- Directed by: Julia Willoughby Nason; Jenner Furst;
- Written by: Julia Willoughby Nason; Jenner Furst; Lana Barkin; Jed Lipinski;
- Produced by: Lana Barkin
- Starring: Billy McFarland
- Cinematography: Jay Silver; Luca Del Puppo; Evan Jake Cohen; Ty Stone;
- Edited by: Devin Concannon; Megan Brennan; Matt Prinzing;
- Music by: Danielle Furst; Khari Mateen;
- Production companies: Cinemart; Mic; Billboard;
- Distributed by: Hulu
- Release date: January 14, 2019;
- Running time: 96 minutes
- Country: United States
- Language: English

= Fyre Fraud =

2019 documentary film

Fyre Fraud is a 2019 American documentary film about the fraudulent Fyre Festival, a 2017 music festival in the Bahamas. It was directed by Julia Willoughby Nason and Jenner Furst, and premiered on January 14, 2019, on Hulu.

==Premise==
The film was described in its press release as a "true-crime comedy bolstered by a cast of whistleblowers, victims, and insiders going beyond the spectacle to uncover the power of FOMO and an ecosystem of enablers, driven by profit and a lack of accountability in the digital age."

==Production==
On April 16, 2018, it was announced that Hulu was developing a docuseries about the infamous failed 2017 music festival Fyre Festival. It was set to be directed by Julia Willoughby Nason and Jenner Furst, and executive produced by Michael Gasparro, John Amato, Dana Miller, Joanna Zwickel, Angela Freedman, and Sharmi Gandhi. Production companies involved with the project were slated to include The Cinemart, Mic and Billboard.

Then, on January 14, 2019, Fyre Fraud, which was now a feature-length documentary, debuted on Hulu in a surprise "rush release" with no promotion, advertising, or press preceding the launch. The premiere allowed Hulu to get their project out to audiences four days before Netflix's documentary about the same subject, Fyre, was released.

In February 2019, Entertainment One acquired the international rights to Fyre Fraud.

==Reception==
The film was met with a positive response from critics upon its release. On the review aggregator website Rotten Tomatoes, 79% of 29 critics' reviews of the film are positive, with an average rating of 6.3/10; the site's "critics consensus" reads: "In the battle over Fyre Festival content, Fyre Fraud comes out swinging with a questionable interview of conman Billy McFarland and a thoughtful exploration of nefarious social strategy." On Metacritic, the film has a weighted average score of 66 out of 100 based on reviews from 12 critics, indicating "generally favorable" reviews.
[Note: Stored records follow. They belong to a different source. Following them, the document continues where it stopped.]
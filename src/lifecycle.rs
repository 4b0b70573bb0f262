//! # Resource Lifecycle
//!
//! The input source and the actuator set are acquired once and must be
//! released exactly once, whichever way the control loop exits: normal
//! stop, an error returned with `?`, or a panic unwinding through it.
//! [`Scoped`] ties that release to scope exit.

use std::ops::{Deref, DerefMut};
use tracing::{debug, warn};

use crate::error::Result;

/// A resource that must be released when no longer used.
///
/// Implementations must be idempotent: a second `release` is a no-op.
pub trait Release {
    /// Short name used in log messages
    fn resource_name(&self) -> &'static str;

    /// Releases the underlying hardware.
    fn release(&mut self) -> Result<()>;
}

/// Borrow of a [`Release`] resource that releases it on drop.
///
/// # Examples
///
/// ```
/// use padcar::error::Result;
/// use padcar::lifecycle::{Release, Scoped};
///
/// struct Lamp { released: bool }
///
/// impl Release for Lamp {
///     fn resource_name(&self) -> &'static str { "lamp" }
///     fn release(&mut self) -> Result<()> {
///         self.released = true;
///         Ok(())
///     }
/// }
///
/// let mut lamp = Lamp { released: false };
/// {
///     let _guard = Scoped::new(&mut lamp);
/// }
/// assert!(lamp.released);
/// ```
pub struct Scoped<'a, T: Release + ?Sized> {
    resource: &'a mut T,
}

impl<'a, T: Release + ?Sized> Scoped<'a, T> {
    /// Takes the resource under guard.
    pub fn new(resource: &'a mut T) -> Self {
        debug!("Acquired {}", resource.resource_name());
        Self { resource }
    }
}

impl<T: Release + ?Sized> Deref for Scoped<'_, T> {
    type Target = T;

    fn deref(&self) -> &T {
        self.resource
    }
}

impl<T: Release + ?Sized> DerefMut for Scoped<'_, T> {
    fn deref_mut(&mut self) -> &mut T {
        self.resource
    }
}

impl<T: Release + ?Sized> Drop for Scoped<'_, T> {
    fn drop(&mut self) {
        let name = self.resource.resource_name();
        match self.resource.release() {
            Ok(()) => debug!("Released {}", name),
            Err(e) => warn!("Failed to release {}: {}", name, e),
        }
    }
}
In a positive review, Nick Allen of RogerEbert.com gave the film a rating of 3½ out of 4 stars, writing: "Fyre Fraud does not just dunk on McFarland, Ja Rule, and anyone who might be complicit—they’re clowns already, their plainly not-smart choices and astounding arrogance making for super-size schadenfreude. More persuasively, it's a damnation of the mentality that helped make it possible, calling out a culture that progressively puts more value into how you make yourself look online." In a similarly favorable analysis, Deciders Joel Keller commended the film and recommended that viewers stream it, declaring: "Fyre Fraud is a fascinating examination of social media influencers, millennials who get hooked on their feelings of FOMO, and a modern-day con artist who will likely learn nothing from this or his prison sentence."

In a more mixed assessment, Brian Tallerico of Collider gave the film a "B−" grade and said: "With a bit more polish and a bit more confidence, Fyre Fraud would be a powerful documentary that used Fyre Festival as a springboard for a more incisive examination of fraud in the age of social media, using the festival as a metaphor for expectations versus reality, which (as my wife astutely pointed out), is a mirror for how social media tends to function. Instead, Fyre Fraud is content to exist as a dark comedy of sorts, poking fun at the players involved without really absorbing the seriousness or gravity of their actions."

===Accolades===
At the 71st Primetime Creative Arts Emmy Awards, Fyre Fraud was nominated for Outstanding Writing for a Nonfiction Program.